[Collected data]
┏━━

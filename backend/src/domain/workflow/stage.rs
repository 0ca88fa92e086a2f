//! Onboarding stages and the pure transition function.
//!
//! Forward transitions are monotonic. `Reset` is accepted everywhere and
//! yields the initial stage; any other pair not listed in [`transition`] is
//! rejected.

use std::fmt;

use serde::Serialize;
use thiserror::Error;

use crate::domain::{Advertiser, EmailAddress, Pixel, merge_pixel};

/// Advertiser and pixel choices made while in [`Stage::SelectingPixel`].
#[derive(Debug, Clone, Default, PartialEq, Eq)]
pub struct Selection {
    /// Advertisers reachable with the credential.
    pub advertisers: Vec<Advertiser>,
    /// Chosen advertiser, always a member of `advertisers`.
    pub selected_advertiser: Option<String>,
    /// Pixels known for the chosen advertiser.
    pub pixels: Vec<Pixel>,
}

impl Selection {
    fn with_advertisers(&self, advertisers: Vec<Advertiser>) -> Self {
        let still_listed = self.selected_advertiser.as_ref().filter(|id| {
            advertisers
                .iter()
                .any(|advertiser| &advertiser.advertiser_id == *id)
        });
        match still_listed {
            Some(id) => Self {
                selected_advertiser: Some(id.clone()),
                pixels: self.pixels.clone(),
                advertisers,
            },
            None => Self {
                advertisers,
                selected_advertiser: None,
                pixels: Vec::new(),
            },
        }
    }

    fn select(&self, advertiser_id: String) -> Result<Self, TransitionError> {
        if !self
            .advertisers
            .iter()
            .any(|advertiser| advertiser.advertiser_id == advertiser_id)
        {
            return Err(TransitionError::UnknownAdvertiser { advertiser_id });
        }
        let pixels = if self.selected_advertiser.as_deref() == Some(advertiser_id.as_str()) {
            self.pixels.clone()
        } else {
            Vec::new()
        };
        Ok(Self {
            advertisers: self.advertisers.clone(),
            selected_advertiser: Some(advertiser_id),
            pixels,
        })
    }

    fn ensure_selected(&self, advertiser_id: &str) -> Result<(), TransitionError> {
        if self.selected_advertiser.as_deref() == Some(advertiser_id) {
            Ok(())
        } else {
            Err(TransitionError::StaleAdvertiser {
                advertiser_id: advertiser_id.to_owned(),
            })
        }
    }

    fn with_pixels(&self, advertiser_id: &str, pixels: Vec<Pixel>) -> Result<Self, TransitionError> {
        self.ensure_selected(advertiser_id)?;
        Ok(Self {
            pixels,
            ..self.clone()
        })
    }

    fn created(&self, advertiser_id: String, pixel: Pixel) -> Result<PixelContext, TransitionError> {
        self.ensure_selected(&advertiser_id)?;
        Ok(PixelContext {
            advertisers: self.advertisers.clone(),
            pixels: merge_pixel(self.pixels.clone(), pixel.clone()),
            advertiser_id,
            pixel,
        })
    }

    fn chosen(&self, pixel_code: String) -> Result<PixelContext, TransitionError> {
        let (Some(advertiser_id), Some(pixel)) = (
            self.selected_advertiser.as_ref(),
            self.pixels.iter().find(|pixel| pixel.pixel_code == pixel_code),
        ) else {
            return Err(TransitionError::UnknownPixel { pixel_code });
        };
        Ok(PixelContext {
            advertisers: self.advertisers.clone(),
            advertiser_id: advertiser_id.clone(),
            pixels: self.pixels.clone(),
            pixel: pixel.clone(),
        })
    }
}

/// The pixel outcome fixed for the rest of the session.
#[derive(Debug, Clone, PartialEq, Eq)]
pub struct PixelContext {
    /// Advertisers listed before the pixel was fixed.
    pub advertisers: Vec<Advertiser>,
    /// Advertiser owning the pixel.
    pub advertiser_id: String,
    /// Known pixels, always including `pixel`.
    pub pixels: Vec<Pixel>,
    /// The created or selected pixel.
    pub pixel: Pixel,
}

impl PixelContext {
    fn refreshed(&self, advertiser_id: &str, pixels: Vec<Pixel>) -> Result<Self, TransitionError> {
        if advertiser_id != self.advertiser_id {
            return Err(TransitionError::StaleAdvertiser {
                advertiser_id: advertiser_id.to_owned(),
            });
        }
        Ok(Self {
            pixels: merge_pixel(pixels, self.pixel.clone()),
            ..self.clone()
        })
    }
}

/// Position in the linear onboarding sequence.
#[derive(Debug, Clone, PartialEq, Eq)]
pub enum Stage {
    /// No credential. Login may require a verified email.
    Unauthenticated {
        /// Address that passed the access gate, if any.
        access_verified_for: Option<EmailAddress>,
    },
    /// Credential held; choosing an advertiser and a pixel.
    SelectingPixel(Selection),
    /// A pixel has been created or selected.
    PixelReady(PixelContext),
    /// The test event was accepted.
    EventSent(PixelContext),
    /// The user confirmed the pixel is configured in the checkout platform.
    ExternalConfigAcknowledged(PixelContext),
}

impl Default for Stage {
    fn default() -> Self {
        Self::initial()
    }
}

impl Stage {
    /// The stage every session starts in.
    pub const fn initial() -> Self {
        Self::Unauthenticated {
            access_verified_for: None,
        }
    }

    /// Stable name of the stage.
    pub const fn name(&self) -> StageName {
        match self {
            Self::Unauthenticated { .. } => StageName::Unauthenticated,
            Self::SelectingPixel(_) => StageName::SelectingPixel,
            Self::PixelReady(_) => StageName::PixelReady,
            Self::EventSent(_) => StageName::EventSent,
            Self::ExternalConfigAcknowledged(_) => StageName::ExternalConfigAcknowledged,
        }
    }

    /// Whether a credential has been established.
    pub const fn is_authenticated(&self) -> bool {
        !matches!(self, Self::Unauthenticated { .. })
    }

    /// The fixed pixel outcome, once one exists.
    pub const fn pixel_context(&self) -> Option<&PixelContext> {
        match self {
            Self::PixelReady(context)
            | Self::EventSent(context)
            | Self::ExternalConfigAcknowledged(context) => Some(context),
            Self::Unauthenticated { .. } | Self::SelectingPixel(_) => None,
        }
    }
}

/// Serialisable stage identifier.
#[derive(Debug, Clone, Copy, PartialEq, Eq, Serialize)]
#[serde(rename_all = "snake_case")]
pub enum StageName {
    /// See [`Stage::Unauthenticated`].
    Unauthenticated,
    /// See [`Stage::SelectingPixel`].
    SelectingPixel,
    /// See [`Stage::PixelReady`].
    PixelReady,
    /// See [`Stage::EventSent`].
    EventSent,
    /// See [`Stage::ExternalConfigAcknowledged`].
    ExternalConfigAcknowledged,
}

impl StageName {
    /// One-based step number shown to the user.
    pub const fn step(self) -> u8 {
        match self {
            Self::Unauthenticated => 1,
            Self::SelectingPixel => 2,
            Self::PixelReady => 3,
            Self::EventSent => 4,
            Self::ExternalConfigAcknowledged => 5,
        }
    }

    /// Snake-case identifier.
    pub const fn as_str(self) -> &'static str {
        match self {
            Self::Unauthenticated => "unauthenticated",
            Self::SelectingPixel => "selecting_pixel",
            Self::PixelReady => "pixel_ready",
            Self::EventSent => "event_sent",
            Self::ExternalConfigAcknowledged => "external_config_acknowledged",
        }
    }
}

impl fmt::Display for StageName {
    fn fmt(&self, f: &mut fmt::Formatter<'_>) -> fmt::Result {
        f.write_str(self.as_str())
    }
}

/// Inputs to [`transition`].
#[derive(Debug, Clone, PartialEq, Eq)]
pub enum Event {
    /// The access gate granted `EmailAddress`.
    AccessGranted(EmailAddress),
    /// A credential became available.
    Authorized,
    /// The advertiser list was (re)loaded.
    AdvertisersLoaded(Vec<Advertiser>),
    /// The user chose an advertiser id.
    AdvertiserSelected(String),
    /// The pixel list for an advertiser was loaded.
    PixelsLoaded {
        /// Advertiser the list belongs to.
        advertiser_id: String,
        /// Pixels returned by the platform.
        pixels: Vec<Pixel>,
    },
    /// A pixel was created under an advertiser.
    PixelCreated {
        /// Advertiser the pixel was created under.
        advertiser_id: String,
        /// The new pixel.
        pixel: Pixel,
    },
    /// The user chose an existing pixel by code.
    PixelSelected(String),
    /// The test event was accepted.
    EventSent,
    /// The user confirmed the checkout configuration.
    ExternalConfigAcknowledged,
    /// Start over.
    Reset,
}

impl Event {
    /// Snake-case identifier used in errors and logs.
    pub const fn name(&self) -> &'static str {
        match self {
            Self::AccessGranted(_) => "access_granted",
            Self::Authorized => "authorized",
            Self::AdvertisersLoaded(_) => "advertisers_loaded",
            Self::AdvertiserSelected(_) => "advertiser_selected",
            Self::PixelsLoaded { .. } => "pixels_loaded",
            Self::PixelCreated { .. } => "pixel_created",
            Self::PixelSelected(_) => "pixel_selected",
            Self::EventSent => "event_sent",
            Self::ExternalConfigAcknowledged => "external_config_acknowledged",
            Self::Reset => "reset",
        }
    }
}

/// Reasons [`transition`] rejects an event.
#[derive(Debug, Clone, PartialEq, Eq, Error)]
pub enum TransitionError {
    /// The event is not accepted in the current stage.
    #[error("{event} is not allowed while {stage}")]
    Invalid {
        /// Current stage.
        stage: StageName,
        /// Rejected event.
        event: &'static str,
    },
    /// The advertiser id is not in the advertiser list.
    #[error("advertiser {advertiser_id} is not available")]
    UnknownAdvertiser {
        /// Requested id.
        advertiser_id: String,
    },
    /// The pixel code is not among the loaded pixels.
    #[error("pixel {pixel_code} is not available")]
    UnknownPixel {
        /// Requested code.
        pixel_code: String,
    },
    /// The result belongs to an advertiser that is no longer selected.
    #[error("result for advertiser {advertiser_id} is stale")]
    StaleAdvertiser {
        /// Advertiser the stale result belongs to.
        advertiser_id: String,
    },
}

/// Apply `event` to `stage`, returning the next stage.
///
/// # Examples
/// ```
/// use pixel_onboarding::domain::workflow::{Event, Stage, StageName, transition};
///
/// let next = transition(&Stage::initial(), Event::Authorized).unwrap();
/// assert_eq!(next.name(), StageName::SelectingPixel);
/// assert!(transition(&next, Event::EventSent).is_err());
/// ```
pub fn transition(stage: &Stage, event: Event) -> Result<Stage, TransitionError> {
    match (stage, event) {
        (_, Event::Reset) => Ok(Stage::initial()),
        (Stage::Unauthenticated { .. }, Event::AccessGranted(email)) => {
            Ok(Stage::Unauthenticated {
                access_verified_for: Some(email),
            })
        }
        (Stage::Unauthenticated { .. }, Event::Authorized) => {
            Ok(Stage::SelectingPixel(Selection::default()))
        }
        (Stage::SelectingPixel(selection), Event::AdvertisersLoaded(advertisers)) => {
            Ok(Stage::SelectingPixel(selection.with_advertisers(advertisers)))
        }
        (Stage::SelectingPixel(selection), Event::AdvertiserSelected(advertiser_id)) => {
            selection.select(advertiser_id).map(Stage::SelectingPixel)
        }
        (
            Stage::SelectingPixel(selection),
            Event::PixelsLoaded {
                advertiser_id,
                pixels,
            },
        ) => selection
            .with_pixels(&advertiser_id, pixels)
            .map(Stage::SelectingPixel),
        (
            Stage::SelectingPixel(selection),
            Event::PixelCreated {
                advertiser_id,
                pixel,
            },
        ) => selection.created(advertiser_id, pixel).map(Stage::PixelReady),
        (Stage::SelectingPixel(selection), Event::PixelSelected(pixel_code)) => {
            selection.chosen(pixel_code).map(Stage::PixelReady)
        }
        (
            Stage::PixelReady(context),
            Event::PixelsLoaded {
                advertiser_id,
                pixels,
            },
        ) => context
            .refreshed(&advertiser_id, pixels)
            .map(Stage::PixelReady),
        (Stage::PixelReady(context), Event::EventSent) => Ok(Stage::EventSent(context.clone())),
        (Stage::EventSent(context), Event::ExternalConfigAcknowledged) => {
            Ok(Stage::ExternalConfigAcknowledged(context.clone()))
        }
        (stage, event) => Err(TransitionError::Invalid {
            stage: stage.name(),
            event: event.name(),
        }),
    }
}

#[cfg(test)]
#[path = "stage_tests.rs"]
mod tests;
//! Print the OpenAPI document as JSON.

use std::process::ExitCode;

use pixel_onboarding::ApiDoc;
use utoipa::OpenApi;

fn main() -> ExitCode {
    match ApiDoc::openapi().to_pretty_json() {
        Ok(json) => {
            println!("{json}");
            ExitCode::SUCCESS
        }
        Err(error) => {
            eprintln!("failed to serialise OpenAPI document: {error}");
            ExitCode::FAILURE
        }
    }
}
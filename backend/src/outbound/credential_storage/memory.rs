//! Process-local credential storage.

use std::sync::{Mutex, MutexGuard};

use crate::domain::ports::{CredentialStorage, CredentialStorageError};

/// Holds the credential value in memory; lost on restart.
#[derive(Debug, Default)]
pub struct InMemoryCredentialStorage {
    value: Mutex<Option<String>>,
}

impl InMemoryCredentialStorage {
    /// Start with `value` already stored.
    pub fn with_value(value: impl Into<String>) -> Self {
        Self {
            value: Mutex::new(Some(value.into())),
        }
    }

    fn slot(&self) -> Result<MutexGuard<'_, Option<String>>, CredentialStorageError> {
        self.value
            .lock()
            .map_err(|_| CredentialStorageError::unavailable("credential slot poisoned"))
    }
}

impl CredentialStorage for InMemoryCredentialStorage {
    fn read(&self) -> Result<Option<String>, CredentialStorageError> {
        Ok(self.slot()?.clone())
    }

    fn write(&self, value: &str) -> Result<(), CredentialStorageError> {
        *self.slot()? = Some(value.to_owned());
        Ok(())
    }

    fn remove(&self) -> Result<(), CredentialStorageError> {
        self.slot()?.take();
        Ok(())
    }
}
//! Runtime configuration loaded via OrthoConfig.
//!
//! Raw settings structs mirror the environment (`TIKTOK_*`, `ONBOARDING_*`)
//! and are validated into typed configs before the server starts.

use std::ffi::OsString;
use std::fmt;
use std::net::SocketAddr;
use std::path::PathBuf;
use std::time::Duration;

use ortho_config::OrthoConfig;
use serde::{Deserialize, Deserializer};
use thiserror::Error;
use url::Url;
use zeroize::Zeroizing;

use crate::domain::workflow::{UnknownProfile, WorkflowProfile};

const DEFAULT_TIKTOK_BASE_URL: &str = "https://business-api.tiktok.com";
const DEFAULT_BIND_ADDR: &str = "0.0.0.0:8080";
const DEFAULT_POST_LOGIN_PATH: &str = "/";
const PROGRAM_NAME: &str = "pixel-onboarding";

/// Errors raised while loading or validating configuration.
#[derive(Debug, Clone, PartialEq, Eq, Error)]
pub enum SettingsError {
    /// The configuration sources could not be read or merged.
    #[error("failed to load configuration: {message}")]
    Load {
        /// Loader description.
        message: String,
    },
    /// A required key is unset or blank.
    #[error("{key} must be set")]
    Missing {
        /// Environment variable name.
        key: &'static str,
    },
    /// A URL setting does not parse.
    #[error("{key} is not a valid absolute URL: {message}")]
    InvalidUrl {
        /// Environment variable name.
        key: &'static str,
        /// Parser description.
        message: String,
    },
    /// The bind address does not parse.
    #[error("ONBOARDING_BIND_ADDR `{value}` is not a socket address")]
    InvalidBindAddr {
        /// Configured value.
        value: String,
    },
    /// The post-login redirect is not an absolute path.
    #[error("ONBOARDING_POST_LOGIN_PATH `{value}` must start with `/`")]
    InvalidPostLoginPath {
        /// Configured value.
        value: String,
    },
    /// The request timeout is zero.
    #[error("TIKTOK_REQUEST_TIMEOUT_SECONDS must be greater than zero")]
    InvalidTimeout,
    /// The profile name is unknown.
    #[error(transparent)]
    Profile(#[from] UnknownProfile),
}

┗━━

## Work to be completed:
Copy out all lines above that include the string "been".

## Answer to this problem:
    /// A pixel has been created or selected.
    /// Whether a credential has been established.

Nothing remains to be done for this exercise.